Solved

StringBuffer , StringWriter And Performance Problems

Posted on 2004-03-23
22
1,303 Views
Last Modified: 2013-12-29
Hi have a situation where performance is a major issue

I am using jakarta POI package for reading WordDocument and writing the parsed text into output buffer.  By Default jakarta is providing writeAllText(java.io.Writer) as the method to write the parsed text into the output buffer.

But my client needs the method something like getDocumentText() that should written String. This return String will be used for some other purposes. SO I have used StringWriter as an Object to writeAllText() Method and using StringWriter().getBuffer().toString() I am  returning the parsed text as a String Object.

But this is becoming problem. Writing parsed text to Writer and then returning it into String slows down the proccess.

So what I did is I have written Some Other method in Jakata class that returns String. But Intenally uses StringBuffer

( I don't know whether it is legal or not to write my own method in Jakarta Package - If any body knows please let me know regarding this )

OK coming to my technical problem, even this is also not a quite good Idea, becase StringBuffer.toString() reduces the proformance.

And also you know that using of String for internal proccesses is not a quite good idea.(As it is Immutable). hence I have used StringBuffer for internal proccess.

So what is the best proccess I have to follow to make my return method works with high performance?



Thanks,
Sudhakar

P.S : The return method should return String only.
0
Comment
Question by:sudhakar_koundinya
  • 11
  • 9
  • 2
22 Comments
 
LVL 9

Expert Comment

by:mmuruganandam
ID: 10664868
FYI.  StringWriter is also using StringBuffer as its data structure.

StringBuffer's to String causes new String(this).

There is no other way to improve the performance on this case.

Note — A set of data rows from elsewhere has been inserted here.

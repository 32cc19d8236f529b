//! File selection and tree loading on top of a [`Container`].
//!
//! Paths inside an archive are compared ignoring ASCII case, the application itself is not
//! consistent about casing.

use dmz_archive::{Container, ContainerFile};
use dmz_tree::Document;
use tracing::debug;
use uuid::Uuid;

use crate::error::{Error, NotFoundError, Result};

/// Prefix of every configuration file inside an archive
pub const CONFIG_PREFIX: &str = "Config/";

pub const PROJECT_EXPLORER: &str = "Config/ProjectExplorer.xml";
pub const TIMECODE_SHOWS: &str = "Config/TimecodeShows.xml";
pub const RESOURCE_METADATA: &str = "Config/ProjectResourceMetadata.xml";

/// Directory holding one file per timecode show
pub const TIMECODE_SHOW_DIR: &str = "Config/TimecodeShows/";

pub const SCENE_LISTS_PREFIX: &str = "Config/SceneLists";
pub const PRESETS_PREFIX: &str = "Config/Presets";

pub(crate) fn starts_with_ignore_case(value: &str, prefix: &str) -> bool {
    value
        .get(..prefix.len())
        .is_some_and(|head| head.eq_ignore_ascii_case(prefix))
}

pub(crate) fn ends_with_ignore_case(value: &str, suffix: &str) -> bool {
    value.len() >= suffix.len()
        && value
            .get(value.len() - suffix.len()..)
            .is_some_and(|tail| tail.eq_ignore_ascii_case(suffix))
}

pub(crate) fn contains_ignore_case(value: &str, needle: &str) -> bool {
    value
        .to_ascii_lowercase()
        .contains(&needle.to_ascii_lowercase())
}

/// Files whose path starts with `prefix` and, if given, does not contain `exclude`
///
/// `exclude` separates index files such as `Config/TimecodeShows.xml` from the per item files
/// nested one level deeper.
pub fn select_files<'a>(
    container: &'a Container,
    prefix: &'a str,
    exclude: Option<&'a str>,
) -> impl Iterator<Item = &'a ContainerFile> + 'a {
    container.files().filter(move |file| {
        starts_with_ignore_case(file.name(), prefix)
            && !exclude.is_some_and(|exclude| contains_ignore_case(file.name(), exclude))
    })
}

/// Files of a multi file family such as `Config/SceneLists*.xml`
pub fn select_family<'a>(
    container: &'a Container,
    prefix: &'a str,
) -> impl Iterator<Item = &'a ContainerFile> + 'a {
    select_files(container, prefix, None).filter(|file| ends_with_ignore_case(file.name(), ".xml"))
}

/// First file whose path contains `needle`
pub fn find_file<'a>(container: &'a Container, needle: &str) -> Option<&'a ContainerFile> {
    container
        .files()
        .find(|file| contains_ignore_case(file.name(), needle))
}

/// Parse a file as a tree, `None` if its content is malformed
pub fn parse_tree(file: &ContainerFile) -> Option<Document> {
    match Document::parse(file.data()) {
        Ok(document) => Some(document),
        Err(err) => {
            debug!(file = file.name(), %err, "skipping malformed file");
            None
        }
    }
}

/// Parse a file as a tree, failing if its content is malformed
pub(crate) fn load_tree(file: &ContainerFile) -> Result<Document> {
    Document::parse(file.data()).map_err(|source| Error::Format {
        path: file.name().to_owned(),
        source,
    })
}

/// Locate a required file by path and parse it
pub(crate) fn load_required(container: &Container, needle: &str) -> Result<(String, Document)> {
    let file = find_file(container, needle)
        .ok_or_else(|| NotFoundError::File(needle.to_owned()))?;

    Ok((file.name().to_owned(), load_tree(file)?))
}

/// Serialize a tree and make it the new content of `path`
pub(crate) fn store_tree(container: &mut Container, path: &str, document: &Document) -> Result<()> {
    let data = document.to_bytes().map_err(|source| Error::Format {
        path: path.to_owned(),
        source,
    })?;
    container.replace_data(path, data)?;

    Ok(())
}

/// Parse an identifier the way the application writes them
pub(crate) fn parse_id(value: Option<&str>) -> Option<Uuid> {
    value.and_then(|value| Uuid::parse_str(value.trim()).ok())
}

/// Key used to detect identifier collisions
///
/// Identifiers that are not valid GUIDs still take part, compared ignoring case.
pub(crate) fn id_key(value: &str) -> String {
    match Uuid::parse_str(value.trim()) {
        Ok(id) => id.to_string(),
        Err(_) => value.trim().to_ascii_lowercase(),
    }
}

/// Path relative to the configuration directory, with backslash separators
///
/// This is how the application refers to files from inside its XML documents.
pub(crate) fn config_reference(path: &str) -> String {
    let relative = if starts_with_ignore_case(path, CONFIG_PREFIX) {
        &path[CONFIG_PREFIX.len()..]
    } else {
        path
    };

    relative.replace('/', "\\")
}

/// The last component of a path
pub(crate) fn file_name(path: &str) -> &str {
    path.rsplit(['/', '\\']).next().unwrap_or(path)
}

#[cfg(test)]
mod test {
    use dmz_archive::{Container, ContainerFile};
    use pretty_assertions::assert_eq;
    use uuid::Uuid;

    use super::*;

    fn container() -> Container {
        let mut container = Container::new("test.dmz");
        container.extend(
            [
                "Config/TimecodeShows.xml",
                "Config/TimecodeShows/abc.xml",
                "config/timecodeshows2.xml",
                "Config/SceneLists.xml",
                "Config/SceneLists2.XML",
                "Config/SceneLists/readme.txt",
            ]
            .map(|name| ContainerFile::new(name, Vec::<u8>::new())),
        );
        container
    }

    #[test]
    fn select_index_files() {
        let container = container();
        let names = select_files(&container, "Config/TimecodeShows", Some("/TimecodeShows/"))
            .map(|f| f.name())
            .collect::<Vec<_>>();

        assert_eq!(names, vec!["Config/TimecodeShows.xml", "config/timecodeshows2.xml"]);
    }

    #[test]
    fn select_family_files() {
        let container = container();
        let names = select_family(&container, SCENE_LISTS_PREFIX)
            .map(|f| f.name())
            .collect::<Vec<_>>();

        assert_eq!(names, vec!["Config/SceneLists.xml", "Config/SceneLists2.XML"]);
    }

    #[test]
    fn malformed_tree_is_none() {
        let file = ContainerFile::new("Config/Broken.xml", b"<TreeItem Name=\"x\">".to_vec());
        assert!(parse_tree(&file).is_none());
        assert!(load_tree(&file).is_err());
    }

    #[test]
    fn ids() {
        let id = Uuid::parse_str("5b037e3b-7dc1-4300-8a4c-b4b167fdb412").expect("valid uuid");

        assert_eq!(parse_id(Some(" {5B037E3B-7DC1-4300-8A4C-B4B167FDB412} ")), Some(id));
        assert_eq!(parse_id(Some("garbage")), None);
        assert_eq!(parse_id(None), None);
        assert_eq!(id_key("5B037E3B-7DC1-4300-8A4C-B4B167FDB412"), id.to_string());
        assert_eq!(id_key("Custom"), "custom");
    }

    #[test]
    fn references() {
        assert_eq!(
            config_reference("Config/TimecodeShows/abc.xml"),
            "TimecodeShows\\abc.xml"
        );
        assert_eq!(config_reference("Sounds/a.mp3"), "Sounds\\a.mp3");
        assert_eq!(file_name("Config/Sounds/a.mp3"), "a.mp3");
        assert_eq!(file_name("a.mp3"), "a.mp3");
    }

    #[test]
    fn case_insensitive_matching() {
        assert!(starts_with_ignore_case("config/presets.xml", PRESETS_PREFIX));
        assert!(!starts_with_ignore_case("Config", PRESETS_PREFIX));
        assert!(ends_with_ignore_case("Config/a.XML", ".xml"));
        assert!(!ends_with_ignore_case("ml", ".xml"));
        assert!(contains_ignore_case("Config/TimecodeShows/ABC.xml", "abc"));
    }
}
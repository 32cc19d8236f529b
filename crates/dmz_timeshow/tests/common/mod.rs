#![allow(dead_code)]

use std::path::PathBuf;

use dmz_archive::{Container, ContainerFile};
use dmz_timeshow::error::{Error, Result};
use dmz_tree::{Attribute, Document, TreeNode};
use walkdir::WalkDir;

pub const NEW_SHOW: &str = "5b037e3b-7dc1-4300-8a4c-b4b167fdb412";

pub fn resources() -> PathBuf {
    PathBuf::from(format!("{}/resources/", env!("CARGO_MANIFEST_DIR")))
}

/// Build a container from an extracted project directory below `resources/`
pub fn load(dir: &str) -> Result<Container> {
    let root = resources().join(dir);
    let mut container = Container::new(format!("{dir}.dmz"));

    for entry in WalkDir::new(&root).sort_by_file_name() {
        let entry = entry.map_err(|e| dmz_archive::error::Error::from(std::io::Error::from(e)))?;
        if entry.file_type().is_dir() {
            continue;
        }

        let name = entry
            .path()
            .strip_prefix(&root)
            .map_err(|e| Error::Validation(e.to_string()))?
            .components()
            .map(|c| c.as_os_str().to_string_lossy())
            .collect::<Vec<_>>()
            .join("/");
        let data = std::fs::read(entry.path()).map_err(dmz_archive::error::Error::from)?;
        container.insert(ContainerFile::new(name, data));
    }

    Ok(container)
}

pub fn parse(container: &Container, path: &str) -> Result<Document> {
    let file = container.by_name(path)?;
    Document::parse(file.data()).map_err(|source| Error::Format {
        path: path.to_owned(),
        source,
    })
}

fn section(name: &str, children: Vec<TreeNode>) -> TreeNode {
    let mut node = TreeNode::item(name);
    node.children = children;
    node
}

fn branch(id: &str) -> TreeNode {
    TreeNode::item("Branch")
        .with_attribute(Attribute::primitive("ID", "String", id))
        .with_attribute(Attribute::primitive("Name", "String", id))
}

fn file(path: &str, root: TreeNode) -> Result<ContainerFile> {
    let data = Document::new(root)
        .to_bytes()
        .map_err(|source| Error::Format {
            path: path.to_owned(),
            source,
        })?;
    Ok(ContainerFile::new(path, data))
}

/// A project as the application writes it before anything was added
pub fn empty_project() -> Result<Container> {
    let mut container = Container::new("empty.dmz");
    container.extend([
        file(
            "Config/ProjectExplorer.xml",
            section(
                "ProjectExplorer",
                vec![branch("Cuelists"), branch("TimecodeShows"), branch("Files")],
            ),
        )?,
        file("Config/TimecodeShows.xml", TreeNode::item("TimecodeShows"))?,
        file(
            "Config/SceneLists.xml",
            section("Project", vec![TreeNode::item("SceneLists")]),
        )?,
        file(
            "Config/Presets.xml",
            section("Project", vec![TreeNode::item("Presets")]),
        )?,
        file(
            "Config/ProjectResourceMetadata.xml",
            section("ProjectResourceMetadata", vec![TreeNode::item("Resources")]),
        )?,
    ]);

    Ok(container)
}
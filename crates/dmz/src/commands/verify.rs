use clap::Args;
use dmz_archive::checksum::ChecksumStatus;
use miette::{miette, Result};
use owo_colors::OwoColorize;
use std::path::PathBuf;

#[derive(Args)]
pub struct VerifyArgs {
    /// A project archive
    #[arg(short, long, value_name = "FILE")]
    file: PathBuf,
}

impl VerifyArgs {
    pub fn handle(&self) -> Result<()> {
        let container = super::open(&self.file)?;

        let Some(report) = container.verify_checksums()? else {
            println!("{} has no checksum file", self.file.display());
            return Ok(());
        };

        for (entry, status) in &report.entries {
            match status {
                ChecksumStatus::Ok => println!("✅ {}", entry.name.green()),
                ChecksumStatus::Mismatch { actual } => println!(
                    "❌ {}: expected {:08X}, found {:08X}",
                    entry.name.red(),
                    entry.expected,
                    actual
                ),
                ChecksumStatus::Missing => println!("❌ {}: missing", entry.name.red()),
            }
        }

        if !report.is_valid() {
            return Err(miette!(
                "{} of {} entries failed verification",
                report.failures().count(),
                report.entries.len()
            ));
        }

        Ok(())
    }
}
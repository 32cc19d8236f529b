mod common;

use dmz_timeshow::error::Result;
use dmz_timeshow::{get_presets, get_scene_lists, get_timeshows};
use pretty_assertions::assert_eq;
use tracing_test::traced_test;

use crate::common::{empty_project, load, NEW_SHOW};

#[traced_test]
#[test]
fn list_source_timeshows() -> Result<()> {
    let container = load("source")?;

    let shows = get_timeshows(&container)
        .into_iter()
        .map(|meta| (meta.id.to_string(), meta.name, meta.number))
        .collect::<Vec<_>>();

    assert_eq!(
        shows,
        vec![
            (
                "0f4a1c2e-3b5d-4e6f-8a9b-0c1d2e3f4a5b".to_owned(),
                "Opening".to_owned(),
                "1".to_owned()
            ),
            (
                "1a2b3c4d-5e6f-4a8b-9c0d-1e2f3a4b5c6d".to_owned(),
                "Interlude".to_owned(),
                "2".to_owned()
            ),
            (NEW_SHOW.to_owned(), "New Ts Show".to_owned(), "3".to_owned()),
        ]
    );

    Ok(())
}

#[traced_test]
#[test]
fn list_source_scene_lists_and_presets() -> Result<()> {
    let container = load("source")?;

    let scene_lists = get_scene_lists(&container)
        .into_iter()
        .map(|s| s.name)
        .collect::<Vec<_>>();
    assert_eq!(scene_lists, vec!["Intro Looks", "Strobe", "Ballad"]);

    let presets = get_presets(&container);
    assert_eq!(
        presets.iter().filter_map(|p| p.name()).collect::<Vec<_>>(),
        vec!["Warm White", "Blue Wash"]
    );

    Ok(())
}

#[traced_test]
#[test]
fn fresh_project_lists_nothing() -> Result<()> {
    let container = empty_project()?;

    assert!(get_timeshows(&container).is_empty());
    assert!(get_scene_lists(&container).is_empty());
    assert!(get_presets(&container).is_empty());

    Ok(())
}
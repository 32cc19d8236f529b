//! Types for reading attributed trees
//!

use quick_xml::escape::unescape;
use quick_xml::events::{BytesStart, Event};
use quick_xml::Reader;
use tracing::instrument;

use crate::error::{Error, Result};
use crate::node::{Attribute, Document, TreeNode, ATTRIBUTE};

const UTF8_BOM: &[u8] = &[0xEF, 0xBB, 0xBF];

enum Frame {
    Node(TreeNode),
    Attribute(Attribute),
}

impl Frame {
    fn open(element: &BytesStart<'_>, parent: Option<&Frame>) -> Result<Frame> {
        let tag = std::str::from_utf8(element.name().as_ref())?.to_owned();

        let mut properties = Vec::new();
        for attr in element.attributes() {
            let attr = attr?;
            let key = std::str::from_utf8(attr.key.as_ref())?.to_owned();
            let value = unescape(std::str::from_utf8(&attr.value)?)?.into_owned();
            properties.push((key, value));
        }

        // Attribute records only exist directly below a node
        if tag == ATTRIBUTE && matches!(parent, Some(Frame::Node(_))) {
            let mut attribute = Attribute::default();
            for (key, value) in properties {
                match key.as_str() {
                    "Name" => attribute.name = value,
                    "Type" => attribute.kind = value,
                    "ValueType" => attribute.value_type = value,
                    "Value" => attribute.value = value,
                    _ => {}
                }
            }
            return Ok(Frame::Attribute(attribute));
        }

        Ok(Frame::Node(TreeNode {
            tag,
            properties,
            ..Default::default()
        }))
    }

    fn tag(&self) -> &str {
        match self {
            Frame::Node(node) => &node.tag,
            Frame::Attribute(_) => ATTRIBUTE,
        }
    }

    fn into_node(self) -> TreeNode {
        match self {
            Frame::Node(node) => node,
            Frame::Attribute(attribute) => TreeNode {
                tag: ATTRIBUTE.into(),
                properties: vec![
                    ("Name".into(), attribute.name),
                    ("Type".into(), attribute.kind),
                    ("ValueType".into(), attribute.value_type),
                    ("Value".into(), attribute.value),
                ],
                attributes: Vec::new(),
                children: attribute.children,
            },
        }
    }

    fn close(self, stack: &mut [Frame], root: &mut Option<TreeNode>) {
        match stack.last_mut() {
            Some(Frame::Node(parent)) => match self {
                Frame::Node(node) => parent.children.push(node),
                Frame::Attribute(attribute) => parent.attributes.push(attribute),
            },
            Some(Frame::Attribute(parent)) => parent.children.push(self.into_node()),
            None => {
                if root.is_none() {
                    *root = Some(self.into_node());
                }
            }
        }
    }
}

impl Document {
    /// Parse an XML buffer into a tree
    ///
    /// A leading UTF-8 byte order mark is accepted. Text content is ignored, everything the
    /// format stores lives in element attributes.
    #[instrument(skip_all, err, fields(size = bytes.len()))]
    pub fn parse(bytes: &[u8]) -> Result<Document> {
        let bytes = bytes.strip_prefix(UTF8_BOM).unwrap_or(bytes);

        let mut reader = Reader::from_reader(bytes);
        reader.config_mut().trim_text(true);

        let mut buf = Vec::new();
        let mut stack: Vec<Frame> = Vec::new();
        let mut root = None;

        loop {
            match reader.read_event_into(&mut buf)? {
                Event::Start(e) => {
                    let frame = Frame::open(&e, stack.last())?;
                    stack.push(frame);
                }
                Event::Empty(e) => {
                    let frame = Frame::open(&e, stack.last())?;
                    frame.close(&mut stack, &mut root);
                }
                Event::End(e) => {
                    let Some(frame) = stack.pop() else {
                        return Err(Error::Unbalanced(
                            String::from_utf8_lossy(e.name().as_ref()).into_owned(),
                        ));
                    };
                    frame.close(&mut stack, &mut root);
                }
                Event::Eof => break,
                _ => {}
            }
            buf.clear();
        }

        if let Some(open) = stack.last() {
            return Err(Error::Unbalanced(open.tag().to_owned()));
        }

        root.map(Document::new).ok_or(Error::MissingRoot)
    }

    pub fn parse_str(xml: &str) -> Result<Document> {
        Self::parse(xml.as_bytes())
    }
}

impl TreeNode {
    /// Parse a single serialized element, as produced by [`TreeNode::to_xml_string`]
    pub fn parse_fragment(xml: &str) -> Result<TreeNode> {
        Document::parse_str(xml).map(|document| document.root)
    }
}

Coming to changing code (Jakarta) is not a good idea, since you can't apply any new version in future.


0
 
LVL 9

Expert Comment

by:mmuruganandam
ID: 10665003
Based on your next operation, you can optimize a bit.  But there is no way to improve directly from POI.
0
 
LVL 86

Expert Comment

by:CEHJ
ID: 10666058
It's legal as it's open source although i'd take a look at the license anyway to make sure you're fully compliant.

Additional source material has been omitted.